Entry Test (Episode 1)
Order: Song; Original Artist; Trainee; Votes; Results
1: "Lullaby"; Got7; Choi Se-on; 22/22 (100%); I-Land
2: "The 7th Sense"; NCT U; Park Sung-hoon; 21/22 (95.5%); I-Land
Jay: 19/22 (86.4%); I-Land
3: "Jopping"; SuperM; Nicholas; 12/22 (54.5%); I-Land
Ni-Ki: 20/22 (90.9%); I-Land
Hanbin: 7/22 (31.8%); Ground
4: "Boss"; NCT U; Lee Hee-seung; 20/22 (90.9%); I-Land
5: "Danger"; Taemin; K; 16/22 (72.7%); I-Land
6: "Any Song"; Zico; Daniel; 17/22 (77.3%); I-Land
EJ: 12/22 (54.5%); Moved Out
7: "Shoot Out"; Monsta X; Noh Sung-chul; 17/22 (77.3%); Moved Out
Jung Jae-beom: 8/22 (36.4%); Ground
Chu Ji-min: 7/22 (31.8%); Ground
8: "Chained Up"; VIXX; Lee Geon-u; 19/22 (86.4%); I-Land
Cho Kyung-min: 11/22 (50.0%); Ground
Choi Jae-ho: 6/22 (27.3%); Ground
9: "Monster"; EXO; Taki; 22/22 (100%); Moved Out
10: "All I Wanna Do (feat. Hoody & Loco)" (Korean version); Jay Park; Kim Yoon-won; 9/22 (40.9%); Ground
Kim Tae-yong: 9/22 (40.9%); Ground
Yang Jung-won: 21/22 (95.5%); I-Land
11: "Crown"; Tomorrow X Together; Kim Sunoo; 20/22 (90.9%); Moved Out
Lee Young-bin: 12/22 (54.5%); I-Land
Jake: 13/22 (59.1%); I-Land

==== Theme Song ====
The trainees, who are only just getting to know each other, begin their first official mission with the theme "encounter". The I-Landers and Grounders must perform the show's theme song "Into The I-LAND" (original version by IU). There are 12 parts in the song, and each trainee chooses which part they want to perform. The I-Landers are evaluated individually by the producers and directors, and the entire group's average score determines the number of contestants who move out of the I-Land. (Note: See System) The Grounders each submit a daily performance video to be reviewed by the producers and directors to determine who will replace the demoted I-Landers, although they do not actually perform on stage.

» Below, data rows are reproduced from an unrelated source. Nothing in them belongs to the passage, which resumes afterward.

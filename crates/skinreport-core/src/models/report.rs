//! Report data models: the values read from a vendor skin analysis PDF.

use std::fmt;

use serde::{Deserialize, Serialize};

/// One of the eight skin measurements printed by the analysis device.
#[derive(Debug, Clone, Copy, PartialEq, Eq, PartialOrd, Ord, Hash, Serialize, Deserialize)]
#[serde(rename_all = "snake_case")]
pub enum Metric {
    Spots,
    Wrinkles,
    Texture,
    Pores,
    UvSpots,
    BrownSpots,
    RedAreas,
    Porphyrins,
}

impl Metric {
    /// All metrics in the order they are searched for.
    pub const ALL: [Metric; 8] = [
        Metric::Spots,
        Metric::Wrinkles,
        Metric::Texture,
        Metric::Pores,
        Metric::UvSpots,
        Metric::BrownSpots,
        Metric::RedAreas,
        Metric::Porphyrins,
    ];

    /// The label exactly as it appears in the vendor PDF.
    pub fn label(self) -> &'static str {
        match self {
            Metric::Spots => "Spots",
            Metric::Wrinkles => "Wrinkles",
            Metric::Texture => "Texture",
            Metric::Pores => "Pores",
            Metric::UvSpots => "UV Spots",
            Metric::BrownSpots => "Brown Spots",
            Metric::RedAreas => "Red Areas",
            Metric::Porphyrins => "Porphyrins",
        }
    }
}

impl fmt::Display for Metric {
    fn fmt(&self, f: &mut fmt::Formatter<'_>) -> fmt::Result {
        f.write_str(self.label())
    }
}

/// Any field of [`ReportData`].
#[derive(Debug, Clone, Copy, PartialEq, Eq, Hash)]
pub enum Field {
    Metric(Metric),
    /// Session date, as printed (e.g. `12/03/2024`).
    Date,
    /// Patient name.
    Name,
}

impl Field {
    /// Key used in logs, errors and serialized output.
    pub fn key(self) -> &'static str {
        match self {
            Field::Metric(metric) => metric.label(),
            Field::Date => "date",
            Field::Name => "name",
        }
    }
}

impl From<Metric> for Field {
    fn from(metric: Metric) -> Self {
        Field::Metric(metric)
    }
}

impl fmt::Display for Field {
    fn fmt(&self, f: &mut fmt::Formatter<'_>) -> fmt::Result {
        f.write_str(self.key())
    }
}

/// Values extracted from one analysis session.
///
/// Every value is the literal text matched in the source PDF; numbers are
/// never reparsed so the report shows exactly what the device printed.
#[derive(Debug, Clone, PartialEq, Eq, Serialize, Deserialize)]
pub struct ReportData {
    #[serde(rename = "Spots")]
    pub spots: String,
    #[serde(rename = "Wrinkles")]
    pub wrinkles: String,
    #[serde(rename = "Texture")]
    pub texture: String,
    #[serde(rename = "Pores")]
    pub pores: String,
    #[serde(rename = "UV Spots")]
    pub uv_spots: String,
    #[serde(rename = "Brown Spots")]
    pub brown_spots: String,
    #[serde(rename = "Red Areas")]
    pub red_areas: String,
    #[serde(rename = "Porphyrins")]
    pub porphyrins: String,
    pub date: String,
    pub name: String,
}

impl ReportData {
    /// Build report data from metric values given in [`Metric::ALL`] order.
    pub fn from_values(metrics: [String; 8], date: String, name: String) -> Self {
        let [spots, wrinkles, texture, pores, uv_spots, brown_spots, red_areas, porphyrins] =
            metrics;
        Self {
            spots,
            wrinkles,
            texture,
            pores,
            uv_spots,
            brown_spots,
            red_areas,
            porphyrins,
            date,
            name,
        }
    }

    /// Look up a field value.
    pub fn get(&self, field: Field) -> &str {
        match field {
            Field::Metric(metric) => self.metric(metric),
            Field::Date => &self.date,
            Field::Name => &self.name,
        }
    }

    /// Look up a metric value.
    pub fn metric(&self, metric: Metric) -> &str {
        match metric {
            Metric::Spots => &self.spots,
            Metric::Wrinkles => &self.wrinkles,
            Metric::Texture => &self.texture,
            Metric::Pores => &self.pores,
            Metric::UvSpots => &self.uv_spots,
            Metric::BrownSpots => &self.brown_spots,
            Metric::RedAreas => &self.red_areas,
            Metric::Porphyrins => &self.porphyrins,
        }
    }

    /// All fields with their keys, metrics first.
    pub fn entries(&self) -> Vec<(&'static str, &str)> {
        Metric::ALL
            .iter()
            .map(|&m| (m.label(), self.metric(m)))
            .chain([("date", self.date.as_str()), ("name", self.name.as_str())])
            .collect()
    }
}
//! Session PDF loading with lopdf, text extraction with pdf-extract.

use std::path::Path;

use lopdf::Document;
use tracing::{debug, trace};

use super::{PdfTextSource, Result};
use crate::error::PdfError;

/// A session PDF held in memory.
///
/// The document is parsed once on load to validate it and count pages;
/// text extraction then runs over the (decrypted) bytes.
pub struct SessionPdf {
    bytes: Vec<u8>,
    pages: usize,
}

impl SessionPdf {
    /// Read and validate a PDF file.
    pub fn open(path: &Path) -> Result<Self> {
        let bytes = std::fs::read(path)
            .map_err(|e| PdfError::Parse(format!("{}: {}", path.display(), e)))?;
        debug!("Read {} bytes from {}", bytes.len(), path.display());
        Self::from_bytes(bytes)
    }

    /// Validate a PDF held in memory.
    ///
    /// Documents encrypted with an empty user password are decrypted and
    /// re-serialized; any other encryption is rejected.
    pub fn from_bytes(bytes: Vec<u8>) -> Result<Self> {
        let mut doc = Document::load_mem(&bytes).map_err(|e| PdfError::Parse(e.to_string()))?;

        let pages = doc.get_pages().len();
        if pages == 0 {
            return Err(PdfError::NoPages);
        }

        let bytes = if doc.is_encrypted() {
            doc.decrypt("").map_err(|_| PdfError::Encrypted)?;
            trace!("Decrypted PDF with empty password");
            let mut plain = Vec::new();
            doc.save_to(&mut plain)
                .map_err(|e| PdfError::Parse(format!("re-saving decrypted PDF: {}", e)))?;
            plain
        } else {
            bytes
        };

        debug!("Loaded PDF with {} pages", pages);
        Ok(Self { bytes, pages })
    }
}

impl PdfTextSource for SessionPdf {
    fn page_count(&self) -> usize {
        self.pages
    }

    fn extract_text(&self) -> Result<String> {
        let text = pdf_extract::extract_text_from_mem(&self.bytes)
            .map_err(|e| PdfError::TextExtraction(e.to_string()))?;
        debug!("Extracted {} chars of text", text.len());
        Ok(text)
    }
}
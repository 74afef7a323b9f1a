//! Symbol parameters reported by the detector.

/// Geometry and metadata of a detected Aztec symbol.
///
/// Produced once per decode attempt by the (out-of-scope) detector and
/// consumed read-only. The layer count fully determines the codeword width
/// and therefore the Galois field the Reed-Solomon block lives in.
#[derive(Debug, Clone, Copy, PartialEq, Eq)]
pub struct SymbolParams {
    /// Compact symbols have no reference grid and a smaller core.
    pub compact: bool,
    /// Number of data layers around the bullseye (>= 1).
    pub layers: u32,
    /// Number of data codewords in the Reed-Solomon block.
    pub data_blocks: u32,
    /// Reader-initialisation (programming) symbol flag.
    pub reader_init: bool,
    /// Symbol was sampled mirrored.
    pub mirrored: bool,
    /// Rune value for layer-0 rune symbols; unused for data symbols.
    pub rune_value: i32,
}

impl SymbolParams {
    /// Parameters for a plain data symbol.
    pub fn new(compact: bool, layers: u32, data_blocks: u32) -> Self {
        Self {
            compact,
            layers,
            data_blocks,
            reader_init: false,
            mirrored: false,
            rune_value: 0,
        }
    }

    /// Codeword width in bits, per the layer-count breakpoints of the
    /// Aztec specification.
    pub fn word_size(&self) -> usize {
        match self.layers {
            0..=2 => 6,
            3..=8 => 8,
            9..=22 => 10,
            _ => 12,
        }
    }

    /// Matrix side length in modules ignoring reference-grid lines.
    pub fn base_matrix_size(&self) -> usize {
        (if self.compact { 11 } else { 14 }) + self.layers as usize * 4
    }

    /// Expected side length of the sampled matrix, including the
    /// reference-grid lines full-size symbols insert every 16 modules.
    pub fn matrix_size(&self) -> usize {
        let base = self.base_matrix_size();
        if self.compact {
            base
        } else {
            base + 1 + 2 * ((base / 2 - 1) / 15)
        }
    }

    /// Total number of data-field bits in the symbol.
    pub fn total_bit_count(&self) -> usize {
        let layers = self.layers as usize;
        ((if self.compact { 88 } else { 112 }) + 16 * layers) * layers
    }
}
//! RustAztec - Aztec 2D barcode decoding library
//!
//! Decodes an Aztec symbol that has already been sampled into a grid of
//! black/white modules. The pipeline runs codeword extraction over the
//! symbol's concentric data rings, Reed-Solomon error correction over a
//! layer-dependent Galois field, and a stateful bitstream decoder
//! implementing the Aztec mode tables (including ECI switches, FNC1/GS1
//! markers and structured-append framing).
//!
//! Image acquisition, binarization and symbol detection are out of scope:
//! the caller supplies the sampled [`BitMatrix`] together with the
//! [`SymbolParams`] the detector derived from the mode message.
//!
//! ```
//! use rust_aztec::{decode_bits, TextMode};
//!
//! // corrected data bitstream for the single character 'A'
//! let bits = [false, false, false, true, false];
//! let decoded = decode_bits(&bits).unwrap();
//! assert_eq!(decoded.text(), "A");
//! assert_eq!(decoded.symbology_identifier(), "]z0");
//! assert_eq!(decoded.content.text(TextMode::Hex), "41");
//! ```

#![warn(missing_docs)]
#![allow(clippy::missing_docs_in_private_items)]

/// Aztec decoding pipeline (codeword extraction, error correction, bitstream)
pub mod decoder;
/// Decode failure kinds
pub mod error;
/// Core data structures (BitMatrix, SymbolParams)
pub mod models;

pub use decoder::aztec_decoder::{decode, decode_batch, decode_bits};
pub use decoder::bitstream::Token;
pub use decoder::content::{Content, DecodedSymbol, Segment, TextMode};
pub use decoder::structured_append::StructuredAppendInfo;
pub use error::DecodeError;
pub use models::{BitMatrix, SymbolParams};
//! Terminal decode failures.

use thiserror::Error;

/// The two ways a decode attempt can fail.
///
/// `Format` means the symbol's geometry or bitstream grammar contradicts the
/// declared symbol parameters; `Checksum` means Reed-Solomon correction could
/// not repair the codeword block. The two are never conflated: checksum
/// failures are routine on damaged symbols, format failures indicate a
/// detector/producer inconsistency.
#[derive(Debug, Clone, Copy, PartialEq, Eq, Error)]
pub enum DecodeError {
    /// Matrix dimensions, codeword layout, or bitstream grammar is
    /// structurally inconsistent with the symbol parameters.
    #[error("format error: {0}")]
    Format(&'static str),
    /// Reed-Solomon correction exceeded the field's error-correcting
    /// capacity, or a corrected position fell outside the codeword block.
    #[error("checksum error: {0}")]
    Checksum(&'static str),
}

impl DecodeError {
    /// True for checksum (error-correction) failures.
    pub fn is_checksum(&self) -> bool {
        matches!(self, DecodeError::Checksum(_))
    }

    /// True for structural format failures.
    pub fn is_format(&self) -> bool {
        matches!(self, DecodeError::Format(_))
    }
}
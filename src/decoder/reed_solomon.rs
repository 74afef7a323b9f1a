//! Reed-Solomon error correction over the Aztec Galois fields.
//!
//! The Aztec generator polynomial has roots alpha^1 .. alpha^numEcc
//! (generator base 1), unlike QR's base-0 convention. Codewords are treated
//! as a polynomial in descending powers: `words[0]` is the coefficient of
//! x^(n-1).

use log::trace;

use crate::decoder::galois::GaloisField;
use crate::error::DecodeError;

/// Decoder for one Reed-Solomon block over a borrowed field.
pub struct ReedSolomonDecoder<'a> {
    field: &'a GaloisField,
}

impl<'a> ReedSolomonDecoder<'a> {
    /// Decoder over `field`; the field tables are shared and read-only.
    pub fn new(field: &'a GaloisField) -> Self {
        Self { field }
    }

    /// Correct up to `num_ecc / 2` word errors in place.
    ///
    /// `received` holds the full block, data words followed by `num_ecc`
    /// check words. All failures are `DecodeError::Checksum`.
    pub fn decode(&self, received: &mut [u16], num_ecc: usize) -> Result<(), DecodeError> {
        let syndromes = self.syndromes(received, num_ecc);
        if syndromes.iter().all(|&s| s == 0) {
            return Ok(());
        }

        let sigma = self.find_error_locator(&syndromes);
        let degree = sigma.len() - 1;
        trace!("nonzero syndromes, error locator degree {degree}");
        if degree == 0 {
            return Err(DecodeError::Checksum("degenerate error locator"));
        }
        if 2 * degree > num_ecc {
            return Err(DecodeError::Checksum("correction capacity exceeded"));
        }

        let positions = self.find_error_positions(&sigma, received.len())?;
        let magnitudes = self.find_error_magnitudes(&sigma, &syndromes, &positions, received.len())?;
        for (&position, &magnitude) in positions.iter().zip(&magnitudes) {
            received[position] ^= magnitude;
        }

        // Verify the corrected block evaluates to zero syndromes
        let residual = self.syndromes(received, num_ecc);
        if residual.iter().any(|&s| s != 0) {
            return Err(DecodeError::Checksum("residual syndromes after correction"));
        }
        Ok(())
    }

    /// Evaluate the received polynomial at alpha^1 .. alpha^num_ecc.
    fn syndromes(&self, received: &[u16], num_ecc: usize) -> Vec<u16> {
        let n = received.len();
        let mut syndromes = vec![0u16; num_ecc];
        for (i, syndrome) in syndromes.iter_mut().enumerate() {
            let mut sum = 0u16;
            for (j, &word) in received.iter().enumerate() {
                sum ^= self.field.mul(word, self.field.alpha_pow((i + 1) * (n - 1 - j)));
            }
            *syndrome = sum;
        }
        syndromes
    }

    /// Berlekamp-Massey: smallest LFSR generating the syndrome sequence.
    /// Returns the locator polynomial in ascending powers, trailing zeros
    /// trimmed.
    fn find_error_locator(&self, syndromes: &[u16]) -> Vec<u16> {
        let mut sigma = vec![1u16];
        let mut prev = vec![1u16];
        let mut prev_delta: u16 = 1;
        let mut errors = 0usize;
        let mut gap = 1usize;

        for i in 0..syndromes.len() {
            let mut delta = syndromes[i];
            for j in 1..=errors {
                if j < sigma.len() {
                    delta ^= self.field.mul(sigma[j], syndromes[i - j]);
                }
            }

            if delta == 0 {
                gap += 1;
                continue;
            }

            let scale = self.field.div(delta, prev_delta);
            if sigma.len() < prev.len() + gap {
                sigma.resize(prev.len() + gap, 0);
            }
            if 2 * errors <= i {
                let sigma_snapshot = sigma.clone();
                for (j, &coeff) in prev.iter().enumerate() {
                    sigma[j + gap] ^= self.field.mul(scale, coeff);
                }
                prev = sigma_snapshot;
                prev_delta = delta;
                errors = i + 1 - errors;
                gap = 1;
            } else {
                for (j, &coeff) in prev.iter().enumerate() {
                    sigma[j + gap] ^= self.field.mul(scale, coeff);
                }
                gap += 1;
            }
        }

        while sigma.len() > 1 && sigma.last() == Some(&0) {
            sigma.pop();
        }
        sigma
    }

    /// Chien search over the codeword index range. The locator's roots are
    /// the inverses of the error locations; any root falling outside the
    /// block means the locator is bogus, which shows up as a count mismatch.
    fn find_error_positions(&self, sigma: &[u16], n: usize) -> Result<Vec<usize>, DecodeError> {
        let degree = sigma.len() - 1;
        let mut positions = Vec::with_capacity(degree);
        for i in 0..n {
            let x_inv = self.field.alpha_pow_neg(n - 1 - i);
            let mut sum = 0u16;
            for (j, &coeff) in sigma.iter().enumerate() {
                sum ^= self.field.mul(coeff, self.field.pow(x_inv, j));
            }
            if sum == 0 {
                positions.push(i);
            }
        }
        if positions.len() != degree {
            return Err(DecodeError::Checksum("error locations out of range"));
        }
        Ok(positions)
    }

    /// Forney's formula with generator base 1: e = omega(X^-1) / sigma'(X^-1).
    fn find_error_magnitudes(
        &self,
        sigma: &[u16],
        syndromes: &[u16],
        positions: &[usize],
        n: usize,
    ) -> Result<Vec<u16>, DecodeError> {
        let degree = sigma.len() - 1;
        // omega = syndromes * sigma mod x^degree
        let mut omega = vec![0u16; degree];
        for (i, omega_i) in omega.iter_mut().enumerate() {
            for j in 0..=i.min(degree) {
                *omega_i ^= self.field.mul(sigma[j], syndromes[i - j]);
            }
        }

        let mut magnitudes = Vec::with_capacity(positions.len());
        for &position in positions {
            let x_inv = self.field.alpha_pow_neg(n - 1 - position);

            let mut omega_value = 0u16;
            for (i, &coeff) in omega.iter().enumerate() {
                omega_value ^= self.field.mul(coeff, self.field.pow(x_inv, i));
            }

            // Formal derivative keeps only odd-power terms.
            let mut derivative = 0u16;
            for (i, &coeff) in sigma.iter().enumerate().skip(1).step_by(2) {
                derivative ^= self.field.mul(coeff, self.field.pow(x_inv, i - 1));
            }
            if derivative == 0 {
                return Err(DecodeError::Checksum("zero locator derivative"));
            }

            magnitudes.push(self.field.div(omega_value, derivative));
        }
        Ok(magnitudes)
    }
}

#[cfg(test)]
mod tests {
    use super::*;
    use crate::decoder::galois::field_for_word_size;

    // Vectors produced with a base-1 generator polynomial encoder over the
    // matching field.
    const GF64_CODEWORD: [u16; 12] = [10, 20, 30, 40, 50, 60, 57, 29, 60, 20, 21, 21];
    const GF256_CODEWORD: [u16; 13] = [
        0x12, 0x34, 0x56, 0x78, 0x9A, 103, 171, 109, 31, 46, 144, 134, 141,
    ];

    #[test]
    fn test_no_errors() {
        let decoder = ReedSolomonDecoder::new(field_for_word_size(6));
        let mut words = GF64_CODEWORD;
        assert!(decoder.decode(&mut words, 6).is_ok());
        assert_eq!(words, GF64_CODEWORD);
    }

    #[test]
    fn test_correct_three_errors_gf64() {
        let decoder = ReedSolomonDecoder::new(field_for_word_size(6));
        let mut words = GF64_CODEWORD;
        words[1] ^= 0x15;
        words[7] ^= 0x3F;
        words[10] ^= 0x01;
        assert!(decoder.decode(&mut words, 6).is_ok());
        assert_eq!(words, GF64_CODEWORD);
    }

    #[test]
    fn test_correct_four_errors_gf256() {
        let decoder = ReedSolomonDecoder::new(field_for_word_size(8));
        let mut words = GF256_CODEWORD;
        words[0] ^= 0xFF;
        words[6] ^= 0x42;
        words[9] ^= 0x10;
        words[12] ^= 0x81;
        assert!(decoder.decode(&mut words, 8).is_ok());
        assert_eq!(words, GF256_CODEWORD);
    }

    #[test]
    fn test_beyond_capacity() {
        let decoder = ReedSolomonDecoder::new(field_for_word_size(6));
        let mut words = GF64_CODEWORD;
        for word in words.iter_mut().take(4) {
            *word ^= 0x11;
        }
        let err = decoder.decode(&mut words, 6).unwrap_err();
        assert!(err.is_checksum());
    }

    #[test]
    fn test_all_zero_block() {
        // The zero codeword is valid (all syndromes vanish)
        let decoder = ReedSolomonDecoder::new(field_for_word_size(6));
        let mut words = [0u16; 16];
        assert!(decoder.decode(&mut words, 6).is_ok());
    }
}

Lee Hee-seung is appointed as leader and assigned the part 1 position by the contestants but later gives up both to Ni-Ki. Rain evaluates their performance two days before their performance. The I-Landers receive an average score of 59 and therefore choose six contestants to be moved out of the I-Land.

Color key
- Contestant from the I-Land later moved to the Ground

Theme Song (Episode 2 & 3)
| Part | Trainee |
| 1 (Center) | Ni-Ki |
| 2 | Lee Geon-u |
| 3 | Yang Jung-won |
| 4 | K |
| 5 | Choi Se-on |
| 6 | Daniel |
| 7 | Park Sung-hoon |
| 8 | Jay |
| 9 | Nicholas |
| 10 | Lee Hee-seung |
| 11 | Jake |
| 12 | Lee Young-bin |

==== Teamwork ====
The trainees' second mission is designed to test and develop their teamwork. Both the I-Landers and the Grounders must perform a remix of "Fire" by BTS, and are given six days to prepare. The scoring system from the theme song mission will be used; however, the highest individual scoring I-Lander is given a dropout exemption card, which can be used on any of the I-Landers, including himself. If the card is used, the next dropout candidate will automatically be demoted to the Ground. If there are no dropouts from I-Land in this round, the Grounders will not be able to perform at all.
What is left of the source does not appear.